YOUR INSTRUCTIONS: Please return every line in the entries below with the word "Option" in it.

Dataset entries:
******

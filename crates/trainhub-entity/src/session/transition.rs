//! Session lifecycle state machine.
//!
//! Two kinds of moves exist. Validation gates are exercised by people
//! ([`Transition`]); schedule progression is driven by the clock
//! ([`Progression`]). Both produce a [`SessionChange`] that a store applies
//! with a single versioned write. Nothing here performs I/O.
//!
//! | From           | Gate | Owner     | Approve         | Reject      |
//! |----------------|------|-----------|-----------------|-------------|
//! | `planned` (metier) | hr   | hr, drh | `validated_hr`  | `cancelled` |
//! | `planned` (hse)    | hr   | hr, drh | `awaiting_hse`  | `cancelled` |
//! | `awaiting_hse`     | hse  | hse     | `validated_hse` | `cancelled` |

use chrono::{DateTime, Utc};
use serde::{Deserialize, Serialize};
use std::fmt;
use std::str::FromStr;

use trainhub_core::{AppError, AppResult};

use crate::audit::AuditAction;
use crate::user::{Actor, UserRole};

use super::kind::SessionKind;
use super::model::{Cancellation, GateStamp, Session, SessionChange};
use super::status::SessionStatus;

/// A validation gate.
#[derive(Debug, Clone, Copy, PartialEq, Eq, Hash, Serialize, Deserialize)]
#[serde(rename_all = "lowercase")]
pub enum Gate {
    /// Human resources approval.
    Hr,
    /// Health, safety and environment approval.
    Hse,
}

impl Gate {
    /// Whether the given role owns this gate.
    pub fn is_owned_by(&self, role: UserRole) -> bool {
        match self {
            Self::Hr => role.is_hr_class(),
            Self::Hse => role.is_hse(),
        }
    }

    /// The status in which a session of `kind` waits for this gate.
    ///
    /// `None` when the gate does not exist for that kind.
    pub fn pending_status(&self, kind: SessionKind) -> Option<SessionStatus> {
        match (self, kind) {
            (Self::Hr, _) => Some(SessionStatus::Planned),
            (Self::Hse, SessionKind::Hse) => Some(SessionStatus::AwaitingHse),
            (Self::Hse, SessionKind::Metier) => None,
        }
    }

    /// The gate a session waits for in `status`, if any.
    pub fn awaited_in(status: SessionStatus) -> Option<Gate> {
        match status {
            SessionStatus::Planned => Some(Self::Hr),
            SessionStatus::AwaitingHse => Some(Self::Hse),
            _ => None,
        }
    }

    /// Return the gate as a lowercase string.
    pub fn as_str(&self) -> &'static str {
        match self {
            Self::Hr => "hr",
            Self::Hse => "hse",
        }
    }
}

impl fmt::Display for Gate {
    fn fmt(&self, f: &mut fmt::Formatter<'_>) -> fmt::Result {
        write!(f, "{}", self.as_str())
    }
}

impl FromStr for Gate {
    type Err = AppError;

    fn from_str(s: &str) -> Result<Self, Self::Err> {
        match s.trim().to_lowercase().as_str() {
            "hr" => Ok(Self::Hr),
            "hse" => Ok(Self::Hse),
            _ => Err(AppError::validation(format!(
                "Invalid gate: '{s}'. Expected one of: hr, hse"
            ))),
        }
    }
}

/// Outcome chosen at a gate.
#[derive(Debug, Clone, Copy, PartialEq, Eq, Serialize, Deserialize)]
#[serde(rename_all = "lowercase")]
pub enum Decision {
    /// Pass the gate.
    Approve,
    /// Reject the session.
    Reject,
}

impl From<bool> for Decision {
    fn from(approve: bool) -> Self {
        if approve { Self::Approve } else { Self::Reject }
    }
}

/// Validation gate transitions.
pub struct Transition;

impl Transition {
    /// Plan the change for `actor` deciding `decision` at `gate`.
    ///
    /// The role check runs first so a caller that does not own the gate
    /// learns nothing about the session's position.
    ///
    /// # Errors
    ///
    /// * `Authorization` when the actor's role does not own the gate.
    /// * `InvalidTransition` when the session is not waiting for the gate.
    pub fn plan(
        session: &Session,
        gate: Gate,
        decision: Decision,
        actor: &Actor,
        reason: Option<String>,
        now: DateTime<Utc>,
    ) -> AppResult<SessionChange> {
        if !gate.is_owned_by(actor.role) {
            return Err(AppError::authorization(format!(
                "Role '{}' cannot exercise the {gate} gate",
                actor.role
            )));
        }

        if gate.pending_status(session.kind) != Some(session.status) {
            return Err(AppError::invalid_transition(format!(
                "Session {} is '{}'; the {gate} gate is not open",
                session.id, session.status
            )));
        }

        let stamp = GateStamp { at: now, by: actor.id.into_uuid() };
        let change = match (gate, decision) {
            (Gate::Hr, Decision::Approve) => {
                let to = if session.kind.requires_hse_gate() {
                    SessionStatus::AwaitingHse
                } else {
                    SessionStatus::ValidatedHr
                };
                SessionChange {
                    validated_hr: Some(stamp),
                    ..SessionChange::status_only(session.status, to, AuditAction::ValidateHr, now)
                }
            }
            (Gate::Hse, Decision::Approve) => SessionChange {
                validated_hse: Some(stamp),
                ..SessionChange::status_only(
                    session.status,
                    SessionStatus::ValidatedHse,
                    AuditAction::ValidateHse,
                    now,
                )
            },
            (gate, Decision::Reject) => {
                let action = match gate {
                    Gate::Hr => AuditAction::RejectHr,
                    Gate::Hse => AuditAction::RejectHse,
                };
                SessionChange {
                    cancellation: Some(Cancellation {
                        at: now,
                        by: Some(stamp.by),
                        reason: reason.filter(|r| !r.trim().is_empty()),
                    }),
                    ..SessionChange::status_only(
                        session.status,
                        SessionStatus::Cancelled,
                        action,
                        now,
                    )
                }
            }
        };

        Ok(change)
    }
}

/// The gates `actor` could exercise on `session` right now.
///
/// Empty or a single element.
pub fn legal_gates(session: &Session, actor: &Actor) -> Vec<Gate> {
    Gate::awaited_in(session.status)
        .filter(|gate| gate.pending_status(session.kind) == Some(session.status))
        .filter(|gate| gate.is_owned_by(actor.role))
        .into_iter()
        .collect()
}

/// Clock-driven moves for fully validated sessions.
pub struct Progression;

impl Progression {
    /// Statuses the progression scans.
    pub const SCANNED: [SessionStatus; 3] = [
        SessionStatus::ValidatedHr,
        SessionStatus::ValidatedHse,
        SessionStatus::Ongoing,
    ];

    /// The change due for `session` at `now`, if any.
    ///
    /// Sessions waiting for a gate or already terminal are never due.
    pub fn due(session: &Session, now: DateTime<Utc>) -> Option<SessionChange> {
        match session.status {
            SessionStatus::ValidatedHr | SessionStatus::ValidatedHse
                if session.start_time <= now =>
            {
                Some(SessionChange::status_only(
                    session.status,
                    SessionStatus::Ongoing,
                    AuditAction::Start,
                    now,
                ))
            }
            SessionStatus::Ongoing if session.end_time <= now => {
                Some(SessionChange::status_only(
                    session.status,
                    SessionStatus::Completed,
                    AuditAction::Complete,
                    now,
                ))
            }
            _ => None,
        }
    }
}
//! Audit log repository.

use async_trait::async_trait;
use sqlx::PgPool;
use uuid::Uuid;

use trainhub_core::error::{AppError, ErrorKind};
use trainhub_core::result::AppResult;
use trainhub_entity::audit::{AuditLogEntry, CreateAuditLogEntry};

use crate::store::AuditStore;

/// PostgreSQL repository for `audit_log`.
#[derive(Debug, Clone)]
pub struct AuditLogRepository {
    pool: PgPool,
}

impl AuditLogRepository {
    /// Create a new audit log repository.
    pub fn new(pool: PgPool) -> Self {
        Self { pool }
    }
}

#[async_trait]
impl AuditStore for AuditLogRepository {
    async fn append(&self, entry: &CreateAuditLogEntry) -> AppResult<AuditLogEntry> {
        sqlx::query_as::<_, AuditLogEntry>(
            "INSERT INTO audit_log (id, actor_id, action, target_type, target_id, details) \
             VALUES ($1, $2, $3, $4, $5, $6) RETURNING *",
        )
        .bind(Uuid::now_v7())
        .bind(entry.actor_id)
        .bind(entry.action.as_str())
        .bind(&entry.target_type)
        .bind(entry.target_id)
        .bind(&entry.details)
        .fetch_one(&self.pool)
        .await
        .map_err(|e| AppError::with_source(ErrorKind::Database, "Failed to create audit entry", e))
    }

    async fn find_by_target(
        &self,
        target_type: &str,
        target_id: Uuid,
    ) -> AppResult<Vec<AuditLogEntry>> {
        sqlx::query_as::<_, AuditLogEntry>(
            "SELECT * FROM audit_log WHERE target_type = $1 AND target_id = $2 \
             ORDER BY created_at ASC",
        )
        .bind(target_type)
        .bind(target_id)
        .fetch_all(&self.pool)
        .await
        .map_err(|e| AppError::with_source(ErrorKind::Database, "Failed to find audit entries", e))
    }
}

******

EXERCISE RESULT:
    pub fn pending_status(&self, kind: SessionKind) -> Option<SessionStatus> {
    pub fn awaited_in(status: SessionStatus) -> Option<Gate> {
        reason: Option<String>,
    pub fn due(session: &Session, now: DateTime<Utc>) -> Option<SessionChange> {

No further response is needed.